§ **DATA FOR REVIEW**
*****

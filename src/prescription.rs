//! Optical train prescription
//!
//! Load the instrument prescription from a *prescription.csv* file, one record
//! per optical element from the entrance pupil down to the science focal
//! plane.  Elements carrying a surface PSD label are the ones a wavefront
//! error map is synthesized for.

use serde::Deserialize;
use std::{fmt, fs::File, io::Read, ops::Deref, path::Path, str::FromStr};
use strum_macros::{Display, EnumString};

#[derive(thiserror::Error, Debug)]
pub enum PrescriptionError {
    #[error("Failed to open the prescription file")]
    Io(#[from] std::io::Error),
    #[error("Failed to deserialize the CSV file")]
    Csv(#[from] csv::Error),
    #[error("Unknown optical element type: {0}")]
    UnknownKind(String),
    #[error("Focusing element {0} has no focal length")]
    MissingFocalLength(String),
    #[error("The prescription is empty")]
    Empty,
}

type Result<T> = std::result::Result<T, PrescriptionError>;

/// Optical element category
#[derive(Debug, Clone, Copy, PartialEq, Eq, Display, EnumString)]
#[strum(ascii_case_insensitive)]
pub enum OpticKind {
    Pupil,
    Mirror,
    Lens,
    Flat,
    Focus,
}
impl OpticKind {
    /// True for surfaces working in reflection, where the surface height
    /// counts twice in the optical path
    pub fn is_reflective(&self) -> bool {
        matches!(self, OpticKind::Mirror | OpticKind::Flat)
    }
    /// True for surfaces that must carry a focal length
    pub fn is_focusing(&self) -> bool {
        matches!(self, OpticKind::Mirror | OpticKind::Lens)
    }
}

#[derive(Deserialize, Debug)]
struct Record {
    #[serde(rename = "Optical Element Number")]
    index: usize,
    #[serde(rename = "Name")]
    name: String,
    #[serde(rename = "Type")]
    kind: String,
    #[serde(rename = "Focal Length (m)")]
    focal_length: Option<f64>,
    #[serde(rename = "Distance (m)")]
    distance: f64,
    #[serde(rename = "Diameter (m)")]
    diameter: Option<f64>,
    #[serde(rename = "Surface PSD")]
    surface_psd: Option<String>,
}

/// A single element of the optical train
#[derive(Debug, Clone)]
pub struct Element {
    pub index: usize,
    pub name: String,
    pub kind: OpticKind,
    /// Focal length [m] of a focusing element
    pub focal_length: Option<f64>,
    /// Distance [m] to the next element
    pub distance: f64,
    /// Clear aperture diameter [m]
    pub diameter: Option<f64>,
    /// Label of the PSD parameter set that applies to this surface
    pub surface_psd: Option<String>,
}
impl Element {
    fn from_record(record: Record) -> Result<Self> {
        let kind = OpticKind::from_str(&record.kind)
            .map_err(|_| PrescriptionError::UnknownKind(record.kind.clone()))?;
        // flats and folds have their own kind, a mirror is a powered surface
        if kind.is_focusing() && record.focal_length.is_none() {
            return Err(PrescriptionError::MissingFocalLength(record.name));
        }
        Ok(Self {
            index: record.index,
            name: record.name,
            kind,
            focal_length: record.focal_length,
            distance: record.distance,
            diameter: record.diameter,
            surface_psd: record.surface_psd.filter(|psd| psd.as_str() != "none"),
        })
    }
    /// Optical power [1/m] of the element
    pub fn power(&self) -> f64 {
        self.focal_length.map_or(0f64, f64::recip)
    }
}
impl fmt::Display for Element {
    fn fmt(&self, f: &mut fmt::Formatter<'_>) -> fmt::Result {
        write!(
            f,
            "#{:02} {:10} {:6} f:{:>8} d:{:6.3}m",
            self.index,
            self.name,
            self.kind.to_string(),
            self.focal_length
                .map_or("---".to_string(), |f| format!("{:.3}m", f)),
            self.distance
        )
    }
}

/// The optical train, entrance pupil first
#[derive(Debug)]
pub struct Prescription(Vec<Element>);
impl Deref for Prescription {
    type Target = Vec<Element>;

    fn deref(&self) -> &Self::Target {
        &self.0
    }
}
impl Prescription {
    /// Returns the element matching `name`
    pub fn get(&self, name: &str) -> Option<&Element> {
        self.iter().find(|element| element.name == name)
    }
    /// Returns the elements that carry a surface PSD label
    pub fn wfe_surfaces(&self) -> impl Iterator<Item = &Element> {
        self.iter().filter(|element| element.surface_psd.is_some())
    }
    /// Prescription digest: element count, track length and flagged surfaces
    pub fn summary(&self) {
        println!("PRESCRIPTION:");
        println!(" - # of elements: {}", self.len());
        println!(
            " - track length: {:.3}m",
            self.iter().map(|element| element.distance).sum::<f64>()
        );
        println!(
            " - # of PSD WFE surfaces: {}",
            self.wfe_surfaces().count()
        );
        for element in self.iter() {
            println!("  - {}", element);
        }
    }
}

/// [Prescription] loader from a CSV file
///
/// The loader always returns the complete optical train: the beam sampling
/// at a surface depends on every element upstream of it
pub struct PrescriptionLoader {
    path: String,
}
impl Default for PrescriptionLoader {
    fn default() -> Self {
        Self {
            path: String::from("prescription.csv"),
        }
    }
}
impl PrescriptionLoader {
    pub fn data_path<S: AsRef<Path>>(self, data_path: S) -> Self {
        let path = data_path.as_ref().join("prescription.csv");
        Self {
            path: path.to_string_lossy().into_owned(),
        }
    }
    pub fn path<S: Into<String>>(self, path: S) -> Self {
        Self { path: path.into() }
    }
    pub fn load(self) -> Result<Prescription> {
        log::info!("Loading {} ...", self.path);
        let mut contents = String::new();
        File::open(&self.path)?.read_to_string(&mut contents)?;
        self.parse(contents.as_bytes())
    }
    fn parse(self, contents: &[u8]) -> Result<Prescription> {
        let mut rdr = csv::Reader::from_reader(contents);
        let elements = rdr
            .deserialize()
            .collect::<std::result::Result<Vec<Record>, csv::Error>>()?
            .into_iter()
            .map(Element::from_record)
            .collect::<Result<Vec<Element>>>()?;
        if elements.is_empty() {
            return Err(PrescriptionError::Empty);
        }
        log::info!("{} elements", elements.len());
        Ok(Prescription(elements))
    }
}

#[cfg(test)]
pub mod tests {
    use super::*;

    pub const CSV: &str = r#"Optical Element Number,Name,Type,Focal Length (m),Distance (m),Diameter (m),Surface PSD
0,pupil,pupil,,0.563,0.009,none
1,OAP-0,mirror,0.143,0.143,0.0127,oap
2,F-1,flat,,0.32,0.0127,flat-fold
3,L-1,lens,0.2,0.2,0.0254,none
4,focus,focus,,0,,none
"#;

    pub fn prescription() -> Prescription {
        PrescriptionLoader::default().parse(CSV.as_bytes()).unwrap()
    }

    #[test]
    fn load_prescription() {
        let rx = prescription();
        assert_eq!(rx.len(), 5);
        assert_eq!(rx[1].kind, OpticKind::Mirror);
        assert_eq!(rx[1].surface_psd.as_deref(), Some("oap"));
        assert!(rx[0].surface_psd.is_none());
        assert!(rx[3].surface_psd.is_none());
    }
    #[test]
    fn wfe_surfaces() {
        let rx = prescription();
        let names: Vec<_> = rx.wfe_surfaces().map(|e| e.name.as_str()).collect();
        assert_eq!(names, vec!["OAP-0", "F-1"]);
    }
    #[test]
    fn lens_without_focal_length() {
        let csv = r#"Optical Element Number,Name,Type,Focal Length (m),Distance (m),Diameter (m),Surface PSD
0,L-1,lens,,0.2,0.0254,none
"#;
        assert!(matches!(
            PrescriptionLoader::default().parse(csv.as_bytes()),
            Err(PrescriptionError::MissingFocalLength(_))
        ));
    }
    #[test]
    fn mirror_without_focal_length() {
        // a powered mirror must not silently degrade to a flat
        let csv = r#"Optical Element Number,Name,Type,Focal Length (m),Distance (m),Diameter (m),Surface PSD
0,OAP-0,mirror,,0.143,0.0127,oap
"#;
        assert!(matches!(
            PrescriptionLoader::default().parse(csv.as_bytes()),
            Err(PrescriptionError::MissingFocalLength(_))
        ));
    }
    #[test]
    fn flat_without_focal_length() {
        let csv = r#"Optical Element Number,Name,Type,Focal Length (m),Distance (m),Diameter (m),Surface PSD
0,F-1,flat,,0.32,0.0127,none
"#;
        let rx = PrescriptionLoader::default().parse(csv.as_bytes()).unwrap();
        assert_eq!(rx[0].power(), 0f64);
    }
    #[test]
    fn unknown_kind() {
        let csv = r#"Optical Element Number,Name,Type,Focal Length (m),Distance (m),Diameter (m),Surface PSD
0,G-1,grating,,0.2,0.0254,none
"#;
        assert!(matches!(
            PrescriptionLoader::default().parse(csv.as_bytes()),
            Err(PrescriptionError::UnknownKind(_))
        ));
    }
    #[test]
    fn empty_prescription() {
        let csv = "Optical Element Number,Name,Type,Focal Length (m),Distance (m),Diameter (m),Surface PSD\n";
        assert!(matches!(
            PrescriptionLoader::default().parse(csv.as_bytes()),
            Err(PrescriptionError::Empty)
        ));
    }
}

*****

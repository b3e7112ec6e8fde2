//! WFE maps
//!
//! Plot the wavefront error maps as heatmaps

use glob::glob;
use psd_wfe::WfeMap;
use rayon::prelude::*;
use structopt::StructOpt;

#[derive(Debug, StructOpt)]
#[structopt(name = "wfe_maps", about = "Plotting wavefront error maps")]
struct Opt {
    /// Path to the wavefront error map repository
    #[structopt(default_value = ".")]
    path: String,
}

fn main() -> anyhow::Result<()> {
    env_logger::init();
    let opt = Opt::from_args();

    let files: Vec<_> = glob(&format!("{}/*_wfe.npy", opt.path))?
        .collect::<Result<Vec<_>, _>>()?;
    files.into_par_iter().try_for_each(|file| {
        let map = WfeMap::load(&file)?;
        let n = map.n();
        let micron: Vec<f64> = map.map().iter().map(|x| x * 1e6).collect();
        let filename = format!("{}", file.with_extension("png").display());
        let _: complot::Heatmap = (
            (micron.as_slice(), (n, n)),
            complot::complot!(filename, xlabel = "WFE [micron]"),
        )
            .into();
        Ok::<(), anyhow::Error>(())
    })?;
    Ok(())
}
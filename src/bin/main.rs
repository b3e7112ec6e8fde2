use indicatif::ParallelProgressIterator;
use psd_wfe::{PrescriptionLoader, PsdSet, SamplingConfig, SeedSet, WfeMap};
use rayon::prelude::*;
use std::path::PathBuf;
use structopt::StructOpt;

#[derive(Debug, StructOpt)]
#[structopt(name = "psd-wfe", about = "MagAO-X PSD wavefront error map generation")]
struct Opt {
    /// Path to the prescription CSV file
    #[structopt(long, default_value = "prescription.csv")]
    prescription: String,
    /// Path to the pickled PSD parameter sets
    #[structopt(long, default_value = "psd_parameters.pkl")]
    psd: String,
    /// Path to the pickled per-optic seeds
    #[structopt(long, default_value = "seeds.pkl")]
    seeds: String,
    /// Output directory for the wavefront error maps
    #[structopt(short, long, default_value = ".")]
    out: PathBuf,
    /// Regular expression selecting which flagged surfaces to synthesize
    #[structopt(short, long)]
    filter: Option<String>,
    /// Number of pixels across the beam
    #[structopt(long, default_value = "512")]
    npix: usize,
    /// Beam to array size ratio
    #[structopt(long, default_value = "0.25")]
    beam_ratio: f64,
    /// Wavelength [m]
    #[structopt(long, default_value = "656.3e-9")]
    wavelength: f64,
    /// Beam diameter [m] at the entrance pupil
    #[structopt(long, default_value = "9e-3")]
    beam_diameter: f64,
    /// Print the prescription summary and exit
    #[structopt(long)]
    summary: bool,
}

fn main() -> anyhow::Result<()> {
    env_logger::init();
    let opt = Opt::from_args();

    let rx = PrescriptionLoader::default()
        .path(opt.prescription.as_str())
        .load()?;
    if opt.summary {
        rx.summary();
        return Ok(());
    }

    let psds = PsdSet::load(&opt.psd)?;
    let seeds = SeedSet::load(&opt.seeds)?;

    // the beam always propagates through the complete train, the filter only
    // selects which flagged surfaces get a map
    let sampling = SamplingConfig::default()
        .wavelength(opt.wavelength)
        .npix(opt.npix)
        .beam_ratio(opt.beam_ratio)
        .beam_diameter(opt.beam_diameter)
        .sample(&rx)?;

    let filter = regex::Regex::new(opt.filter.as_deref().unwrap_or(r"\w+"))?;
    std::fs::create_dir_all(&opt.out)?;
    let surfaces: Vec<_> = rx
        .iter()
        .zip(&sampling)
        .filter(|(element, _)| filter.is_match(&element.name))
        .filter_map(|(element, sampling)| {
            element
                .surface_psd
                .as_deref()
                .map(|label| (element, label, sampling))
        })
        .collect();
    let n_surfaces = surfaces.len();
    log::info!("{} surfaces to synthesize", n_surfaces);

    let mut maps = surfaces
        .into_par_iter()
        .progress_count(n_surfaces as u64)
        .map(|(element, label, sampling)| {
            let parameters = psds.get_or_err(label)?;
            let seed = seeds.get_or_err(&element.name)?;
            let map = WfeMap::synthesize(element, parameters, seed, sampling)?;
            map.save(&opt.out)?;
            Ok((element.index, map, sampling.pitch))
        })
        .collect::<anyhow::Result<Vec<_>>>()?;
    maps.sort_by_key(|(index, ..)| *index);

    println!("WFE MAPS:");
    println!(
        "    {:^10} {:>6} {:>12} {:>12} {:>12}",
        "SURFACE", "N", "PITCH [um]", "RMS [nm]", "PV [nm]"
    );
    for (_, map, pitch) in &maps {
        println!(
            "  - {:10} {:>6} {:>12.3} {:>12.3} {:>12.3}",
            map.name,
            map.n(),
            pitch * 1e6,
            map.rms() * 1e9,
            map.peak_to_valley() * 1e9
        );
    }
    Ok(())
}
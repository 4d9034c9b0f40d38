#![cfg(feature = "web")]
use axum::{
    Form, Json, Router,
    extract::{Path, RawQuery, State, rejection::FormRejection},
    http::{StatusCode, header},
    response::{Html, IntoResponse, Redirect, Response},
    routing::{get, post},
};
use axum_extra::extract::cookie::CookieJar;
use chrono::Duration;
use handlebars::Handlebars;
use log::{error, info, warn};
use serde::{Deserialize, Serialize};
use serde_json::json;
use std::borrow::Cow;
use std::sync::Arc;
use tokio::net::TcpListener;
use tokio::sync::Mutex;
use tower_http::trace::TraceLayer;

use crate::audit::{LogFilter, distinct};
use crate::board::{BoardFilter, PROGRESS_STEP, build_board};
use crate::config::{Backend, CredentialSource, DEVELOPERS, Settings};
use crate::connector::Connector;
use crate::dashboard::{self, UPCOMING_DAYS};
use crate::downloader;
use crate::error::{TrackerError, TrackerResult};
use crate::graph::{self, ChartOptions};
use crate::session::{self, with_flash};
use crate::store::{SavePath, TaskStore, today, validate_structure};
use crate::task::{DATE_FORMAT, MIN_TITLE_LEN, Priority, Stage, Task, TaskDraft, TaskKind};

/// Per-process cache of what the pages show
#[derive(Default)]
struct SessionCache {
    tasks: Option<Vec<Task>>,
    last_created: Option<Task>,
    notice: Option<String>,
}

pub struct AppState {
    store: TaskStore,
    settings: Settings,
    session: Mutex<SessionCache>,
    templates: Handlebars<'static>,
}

*****

§ **TASK DIRECTIONS**
Return, from the entries, each line that holds "store".

§ **EXERCISE RESULT**
use crate::store::{SavePath, TaskStore, today, validate_structure};
    store: TaskStore,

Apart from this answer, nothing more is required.